Again, a look of concern crossed her face as she tried to explain what she had seen during the biopsy. If we agreed, she wanted to have a CT scan done of Parker’s chest. His esophagus tube was extremely narrow right about the point where his aorta valve would be attached. If his aorta was wrapped around his esophagus, he would need heart surgery. This could explain his breath holding spells, and if his heart was working overtime due to the defect, his slow growth could also be explained. We would still not understand his other ailments, but it would be a start. However, we would not get the results of the CT until Monday.

I think that weekend tested my faith more than ever. If Parker needed heart surgery, there would be a huge risk factor involved.
He could even die. Was this what God was preparing me for?
I didn’t know what choice I had, and I just let it all go; all the control I thought I had over Parker’s well being. I gave it all to God and told Him I would accept the diagnosis, no matter what it entailed.

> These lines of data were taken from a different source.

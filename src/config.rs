use std::fs::File;
use std::io::BufReader;
use std::path::Path;

use serde::{Deserialize, Serialize};

use crate::{CardioError, Result};

/// Knobs of a training run. Every field has a default, so a config file only
/// needs to name what it changes.
#[derive(Debug, Clone, PartialEq, Serialize, Deserialize)]
#[serde(default)]
pub struct TrainingConfig {
    /// Seed for the train/test split and for SMOTE.
    pub seed: u64,
    pub test_fraction: f64,
    /// Variance kept by the PCA of the first logistic candidate.
    pub pca_variance: f64,
    /// Variance that fixes the component count of the neighbour candidate.
    pub analysis_variance: f64,
    pub neighbor_grid: Vec<usize>,
    pub cv_folds: usize,
    pub smote_neighbors: usize,
    pub logistic_alpha: f64,
}

impl Default for TrainingConfig {
    fn default() -> Self {
        Self {
            seed: 123,
            test_fraction: 0.33,
            pca_variance: 0.95,
            analysis_variance: 0.90,
            neighbor_grid: vec![3, 5, 7, 9, 11, 15, 20],
            cv_folds: 5,
            smote_neighbors: 5,
            logistic_alpha: 1.0,
        }
    }
}

impl TrainingConfig {
    pub fn from_path<P: AsRef<Path>>(path: P) -> Result<Self> {
        let path = path.as_ref();
        let file = File::open(path)
            .map_err(|e| CardioError::Config(format!("{}: {e}", path.display())))?;
        let config: Self = serde_json::from_reader(BufReader::new(file))
            .map_err(|e| CardioError::Config(format!("{}: {e}", path.display())))?;
        config.validate()?;
        Ok(config)
    }

    pub fn validate(&self) -> Result<()> {
        let fraction = |name: &str, value: f64| {
            if value > 0.0 && value < 1.0 {
                Ok(())
            } else {
                Err(CardioError::Config(format!("{name} must lie in (0, 1), got {value}")))
            }
        };
        fraction("test_fraction", self.test_fraction)?;
        fraction("pca_variance", self.pca_variance)?;
        fraction("analysis_variance", self.analysis_variance)?;

        if self.neighbor_grid.is_empty() || self.neighbor_grid.contains(&0) {
            return Err(CardioError::Config(
                "neighbor_grid must list at least one positive k".to_string(),
            ));
        }
        if self.cv_folds < 2 {
            return Err(CardioError::Config(format!(
                "cv_folds must be at least 2, got {}",
                self.cv_folds
            )));
        }
        if self.smote_neighbors == 0 {
            return Err(CardioError::Config("smote_neighbors must be positive".to_string()));
        }
        if self.logistic_alpha.is_nan() || self.logistic_alpha < 0.0 {
            return Err(CardioError::Config(format!(
                "logistic_alpha must be non-negative, got {}",
                self.logistic_alpha
            )));
        }
        Ok(())
    }
}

Eight am Monday morning, the phone rang. My heart fluttered and raced as I answered the phone. It was the GI pediatrician. I let out a huge sigh, as if I had been holding my breath for three days, and tears stung my eyes as she told me Parker’s heart looked fine. She could not explain what was causing the narrow opening, but nonetheless it was likely being constrained when Parker became upset. At least now we had an explanation for why he could not catch his breath on his own. The rest of the test results would take a couple of weeks.

October 2005

The week before Halloween, the final results came through. “Parker has Congenital Sucrose-Isomaltase Deficiency,” his doctor said slowly over the phone.

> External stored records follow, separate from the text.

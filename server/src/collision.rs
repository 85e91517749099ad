//! Per-tick collision pass: food collection, head-vs-body, head-vs-head.
//!
//! Runs after all snakes have moved. Deliberately a brute-force nested scan,
//! O(snakes^2 x average body length); fine at the room population cap.
//! Eliminated snakes stay in the directory until the tick loop removes them,
//! so a body that died earlier in the pass still kills within the same tick.

use crate::food::FoodField;
use crate::snake::SnakeDirectory;
use shared::{DeathStats, FOOD_RADIUS, SNAKE_HEAD_RADIUS};
use std::time::Instant;

/// Body segments taper slightly with index, floored at this radius.
const MIN_SEGMENT_RADIUS: f32 = 8.0;
const SEGMENT_TAPER_PER_INDEX: f32 = 0.1;

/// Produces at most one elimination record per snake for this tick.
pub fn resolve_collisions(
    snakes: &mut SnakeDirectory,
    food: &mut FoodField,
    now: Instant,
) -> Vec<DeathStats> {
    let ids = snakes.ids();
    let mut deaths: Vec<DeathStats> = Vec::new();

    for &id in &ids {
        let head = match snakes.get(id) {
            Some(snake) => snake.head(),
            None => continue,
        };

        // Food collection grows the snake by each item's value.
        for food_id in food.ids_near(head, SNAKE_HEAD_RADIUS + FOOD_RADIUS) {
            if let Some(item) = food.collect(food_id, now) {
                snakes.grow(id, item.value);
            }
        }

        // Head against every other snake's body, head segment excluded.
        // First colliding snake in iteration order gets the kill credit.
        let mut died = false;
        for &other_id in &ids {
            if other_id == id {
                continue;
            }
            let Some(other) = snakes.get(other_id) else {
                continue;
            };

            let mut hit = false;
            for (segment_index, segment) in other.segments.iter().enumerate().skip(1) {
                let segment_radius =
                    (SNAKE_HEAD_RADIUS - segment_index as f32 * SEGMENT_TAPER_PER_INDEX)
                        .max(MIN_SEGMENT_RADIUS);
                let collision_distance = SNAKE_HEAD_RADIUS + segment_radius;
                if head.distance_squared(*segment) < collision_distance * collision_distance {
                    hit = true;
                    break;
                }
            }

            if hit {
                let killer = other.name.clone();
                snakes.add_kill(other_id);
                deaths.push(death_record(snakes, id, Some(killer)));
                died = true;
                break;
            }
        }
        if died {
            continue;
        }

        // Head-to-head: the strictly shorter snake dies and the longer is
        // credited; an exact tie kills both with no credit either way.
        for &other_id in &ids {
            if other_id == id {
                continue;
            }
            let Some(other) = snakes.get(other_id) else {
                continue;
            };
            let Some(snake) = snakes.get(id) else {
                break;
            };

            let collision_distance = SNAKE_HEAD_RADIUS * 2.0;
            if head.distance_squared(other.head()) < collision_distance * collision_distance
                && snake.length <= other.length
            {
                let strictly_shorter = snake.length < other.length;
                let killer = strictly_shorter.then(|| other.name.clone());
                if strictly_shorter {
                    snakes.add_kill(other_id);
                }
                deaths.push(death_record(snakes, id, killer));
                break;
            }
        }
    }

    deaths
}

fn death_record(snakes: &SnakeDirectory, id: u32, killed_by: Option<String>) -> DeathStats {
    let snake = snakes.get(id).expect("victim still in directory");
    DeathStats {
        player_id: id,
        // Room population at the moment of death.
        rank: snakes.count() as u32,
        kills: snake.kills,
        max_length: snake.length.ceil() as u32,
        time_alive_secs: snake.time_alive_secs(),
        score: snake.score,
        killed_by,
    }
}

#[cfg(test)]
mod tests {
    use super::*;
    use shared::{FoodColor, Vec2};
    use std::f32::consts::PI;

    fn spawn(directory: &mut SnakeDirectory, id: u32, x: f32, y: f32) {
        directory.spawn_at(id, &format!("snake-{}", id), "classic-blue", Vec2::new(x, y), 0.0);
    }

    #[test]
    fn test_gold_collection_grows_length_and_score_by_five() {
        let now = Instant::now();
        let mut snakes = SnakeDirectory::new();
        let mut food = FoodField::new(now);

        spawn(&mut snakes, 1, 2500.0, 2500.0);
        food.spawn_at(Vec2::new(2510.0, 2500.0), FoodColor::Gold);

        let deaths = resolve_collisions(&mut snakes, &mut food, now);
        assert!(deaths.is_empty());
        assert_eq!(food.count(), 0);

        snakes.step_all(1.0 / 60.0);
        let snake = snakes.get(1).unwrap();
        assert_eq!(snake.score, 5);
        assert!((snake.length - 15.0).abs() < 1e-4);
        assert_eq!(snake.segments.len(), 15);
    }

    #[test]
    fn test_food_out_of_reach_is_kept() {
        let now = Instant::now();
        let mut snakes = SnakeDirectory::new();
        let mut food = FoodField::new(now);

        spawn(&mut snakes, 1, 2500.0, 2500.0);
        food.spawn_at(Vec2::new(2500.0 + SNAKE_HEAD_RADIUS + FOOD_RADIUS + 1.0, 2500.0), FoodColor::White);

        resolve_collisions(&mut snakes, &mut food, now);
        assert_eq!(food.count(), 1);
        assert_eq!(snakes.get(1).unwrap().score, 0);
    }

    #[test]
    fn test_head_vs_body_one_death_one_kill() {
        let mut snakes = SnakeDirectory::new();
        let mut food = FoodField::new(Instant::now());

        // Snake 2's body trails left from (2500, 2500). Snake 1's head sits
        // on the middle of that body, its own body trailing further left,
        // well clear of snake 2's head.
        spawn(&mut snakes, 2, 2500.0, 2500.0);
        spawn(&mut snakes, 1, 2420.0, 2505.0);

        let deaths = resolve_collisions(&mut snakes, &mut food, Instant::now());

        assert_eq!(deaths.len(), 1);
        assert_eq!(deaths[0].player_id, 1);
        assert_eq!(deaths[0].killed_by.as_deref(), Some("snake-2"));
        assert_eq!(snakes.get(2).unwrap().kills, 1);
        assert_eq!(snakes.get(1).unwrap().kills, 0);
    }

    #[test]
    fn test_head_to_head_shorter_dies() {
        let mut snakes = SnakeDirectory::new();
        let mut food = FoodField::new(Instant::now());

        // Heads 30 apart (< 2 * head radius); bodies trail away from each
        // other so only the head-to-head check can fire.
        snakes.spawn_at(1, "short", "classic-blue", Vec2::new(2500.0, 2500.0), 0.0);
        snakes.spawn_at(2, "long", "classic-blue", Vec2::new(2530.0, 2500.0), PI);
        snakes.grow(2, 10); // lengths 10 vs 20

        let deaths = resolve_collisions(&mut snakes, &mut food, Instant::now());

        assert_eq!(deaths.len(), 1);
        assert_eq!(deaths[0].player_id, 1);
        assert_eq!(deaths[0].killed_by.as_deref(), Some("long"));
        assert_eq!(snakes.get(2).unwrap().kills, 1);
        assert_eq!(snakes.get(1).unwrap().kills, 0);
    }

    #[test]
    fn test_head_to_head_tie_kills_both_credits_neither() {
        let mut snakes = SnakeDirectory::new();
        let mut food = FoodField::new(Instant::now());

        snakes.spawn_at(1, "alpha", "classic-blue", Vec2::new(2500.0, 2500.0), 0.0);
        snakes.spawn_at(2, "bravo", "classic-blue", Vec2::new(2530.0, 2500.0), PI);

        let deaths = resolve_collisions(&mut snakes, &mut food, Instant::now());

        assert_eq!(deaths.len(), 2);
        assert!(deaths.iter().all(|death| death.killed_by.is_none()));
        assert_eq!(snakes.get(1).unwrap().kills, 0);
        assert_eq!(snakes.get(2).unwrap().kills, 0);
    }

    #[test]
    fn test_rank_is_population_at_death() {
        let mut snakes = SnakeDirectory::new();
        let mut food = FoodField::new(Instant::now());

        spawn(&mut snakes, 2, 2500.0, 2500.0);
        spawn(&mut snakes, 1, 2420.0, 2505.0);
        spawn(&mut snakes, 3, 800.0, 800.0);
        spawn(&mut snakes, 4, 4200.0, 4200.0);

        let deaths = resolve_collisions(&mut snakes, &mut food, Instant::now());
        assert_eq!(deaths.len(), 1);
        assert_eq!(deaths[0].rank, 4);
    }

    #[test]
    fn test_distant_snakes_unharmed() {
        let mut snakes = SnakeDirectory::new();
        let mut food = FoodField::new(Instant::now());
        spawn(&mut snakes, 1, 1000.0, 1000.0);
        spawn(&mut snakes, 2, 4000.0, 4000.0);

        let deaths = resolve_collisions(&mut snakes, &mut food, Instant::now());
        assert!(deaths.is_empty());
        assert_eq!(snakes.count(), 2);
    }

    #[test]
    fn test_body_hit_and_head_overlap_counts_once() {
        let mut snakes = SnakeDirectory::new();
        let mut food = FoodField::new(Instant::now());

        // Snake 1's head overlaps both snake 2's body and its head range.
        // The body hit wins for snake 1 (one record, body attribution);
        // snake 2 still dies to the equal-length head tie against the
        // not-yet-removed snake 1, uncredited.
        snakes.spawn_at(2, "owner", "classic-blue", Vec2::new(2500.0, 2500.0), 0.0);
        snakes.spawn_at(1, "victim", "classic-blue", Vec2::new(2470.0, 2515.0), 0.0);

        let deaths = resolve_collisions(&mut snakes, &mut food, Instant::now());

        assert_eq!(deaths.len(), 2);
        let victim = deaths.iter().find(|d| d.player_id == 1).unwrap();
        let owner = deaths.iter().find(|d| d.player_id == 2).unwrap();
        assert_eq!(victim.killed_by.as_deref(), Some("owner"));
        assert!(owner.killed_by.is_none());
        assert_eq!(snakes.get(2).unwrap().kills, 1);
        assert_eq!(snakes.get(1).unwrap().kills, 0);
    }
}
//! Smoothing for remote snakes between snapshots.
//!
//! Snapshots arrive at a third of the tick rate, so remote snakes are eased
//! toward their latest known state with a fixed blend per frame instead of
//! teleporting. When snapshots go stale the display switches to projecting
//! the head forward along its last heading so the snake does not freeze
//! mid-screen.

use shared::{
    SnakeState, Vec2, EXTRAPOLATION_THRESHOLD_MS, INTERPOLATION_LERP, SERVER_TICK_RATE,
};
use std::collections::HashMap;
use std::time::Instant;

struct RemoteSnake {
    /// Displayed segment positions, eased toward the target each frame.
    current: Vec<Vec2>,
    target: SnakeState,
    last_update: Instant,
}

/// Per-snake interpolation state, keyed by entity id.
pub struct Interpolator {
    snakes: HashMap<u32, RemoteSnake>,
}

impl Interpolator {
    pub fn new() -> Self {
        Self {
            snakes: HashMap::new(),
        }
    }

    /// Feeds a fresh authoritative state for one snake. A snake seen for the
    /// first time starts exactly at its target.
    pub fn update_target(&mut self, state: SnakeState, now: Instant) {
        match self.snakes.get_mut(&state.id) {
            Some(remote) => {
                remote.target = state;
                remote.last_update = now;
            }
            None => {
                self.snakes.insert(
                    state.id,
                    RemoteSnake {
                        current: state.segments.clone(),
                        target: state,
                        last_update: now,
                    },
                );
            }
        }
    }

    /// Advances one snake's displayed segments a single blend step toward
    /// its target and returns them, head first. Returns None for an unknown
    /// snake.
    pub fn sample(&mut self, id: u32, now: Instant) -> Option<Vec<Vec2>> {
        let remote = self.snakes.get_mut(&id)?;

        // Stale target: switch to extrapolation. The head is projected
        // forward along its last heading, the trailing segments hold their
        // last known positions, and the blend state is left untouched so a
        // fresh snapshot resumes from where the display actually was.
        let age_ms = now.duration_since(remote.last_update).as_millis() as u64;
        if age_ms > EXTRAPOLATION_THRESHOLD_MS {
            let mut projected = remote.target.segments.clone();
            if let Some(head) = projected.first_mut() {
                let elapsed = age_ms as f32 / 1000.0;
                let travel = remote.target.speed * SERVER_TICK_RATE as f32 * elapsed;
                head.x += remote.target.direction.cos() * travel;
                head.y += remote.target.direction.sin() * travel;
            }
            return Some(projected);
        }

        let goal = &remote.target.segments;

        // Grown or shrunk bodies snap their extra segments to the target.
        remote.current.resize(goal.len(), *goal.last()?);

        for (current, goal) in remote.current.iter_mut().zip(goal.iter()) {
            current.x += (goal.x - current.x) * INTERPOLATION_LERP;
            current.y += (goal.y - current.y) * INTERPOLATION_LERP;
        }

        Some(remote.current.clone())
    }

    pub fn remove(&mut self, id: u32) {
        self.snakes.remove(&id);
    }

    pub fn clear(&mut self) {
        self.snakes.clear();
    }

    pub fn tracked(&self) -> usize {
        self.snakes.len()
    }
}

impl Default for Interpolator {
    fn default() -> Self {
        Self::new()
    }
}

I grabbed a pencil and a notepad. “Spell that for me and then tell me what it means.” I could hear the relief in my voice and I think I may of even have been smiling. I had no idea what Parker had, but I was too relieved to care. We finally had an answer—a diagnosis!

Oh, if I only knew! The only thing his doctor knew about CSID was that Parker couldn’t eat table sugar or starch. I would have to look up more information online and seek the guidance of a dietician to help curb his diet. After a huge sigh of relief, I prepared myself for the work it would entail to finally know how to care for my son.

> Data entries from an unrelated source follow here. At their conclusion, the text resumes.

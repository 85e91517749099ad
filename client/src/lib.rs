//! # Arena Client Library
//!
//! Client-side state management for the snake arena: local prediction for
//! the player's own snake and snapshot smoothing for everyone else's. The
//! library holds no socket or render loop of its own; a frontend feeds it
//! inputs and server packets and reads back positions to draw.
//!
//! ## Architecture Overview
//!
//! ### Client-Side Prediction
//! The local snake's head moves the moment an input is produced, using the
//! same movement rules the server applies. Latency never delays steering
//! feedback.
//!
//! ### Server Reconciliation
//! Each authoritative snapshot carries the last input sequence the server
//! processed. The predicted head is rolled back onto the server's position
//! and unacknowledged inputs are replayed, so prediction errors are corrected
//! without visible snapping under normal conditions.
//!
//! ### Snapshot Interpolation
//! Remote snakes ease toward their latest snapshot with a fixed blend per
//! frame, and extrapolate briefly along their last heading when snapshots
//! go stale.
//!
//! ## Module Organization
//!
//! - [`prediction`]: input history, local head simulation, reconciliation
//! - [`interpolation`]: remote snake smoothing and extrapolation

pub mod interpolation;
pub mod prediction;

I felt very equipped and capable, even with all the other commitments in my life. I was finishing my degree online and had learned how to effectively research on the web. I immediately searched for the CSID site the doctor gave me, and registered at NORD (national organization for rare diseases), and began calling to make an appointment with a dietician.

It didn’t take long for me to realize why Parker’s doctor couldn’t tell me more. There are only a handful of references to CSID, and they all pretty much sum up the cause and vaguely discuss the elimination of starches and the need for Sucraid to digest sugar.


Rather than frustrate more mothers like myself, I want to give hope. I want to encourage each parent, doctor or dietician to use what I post here as a starting point: A Place to Start (my current book project based on this blog). For me, having some sense of the possibilities, and understanding what was happening inside my little boy’s body as a result of undigested food, made it far easier to persevere into the unknown.

Today, Parker is a pure blessing to everyone he encounters! He is loving, kind and smarter than a whip! I have no doubt his suffering early in life was always meant to help others. I encounter people on a daily basis who want to know more about Parker’s diet (now my daughter’s and mine as well), and how what I have learned can help others facing digestive problems.
I pray that between all the science, recipes,  and stories that those who read this will also read between the lines and be inspired by the power my faith has played in the compilation of my on going CSID project.

May God bless every mother with a peace beyond understanding as she attempts to do all she can to bring her child to a state of complete health and wellness!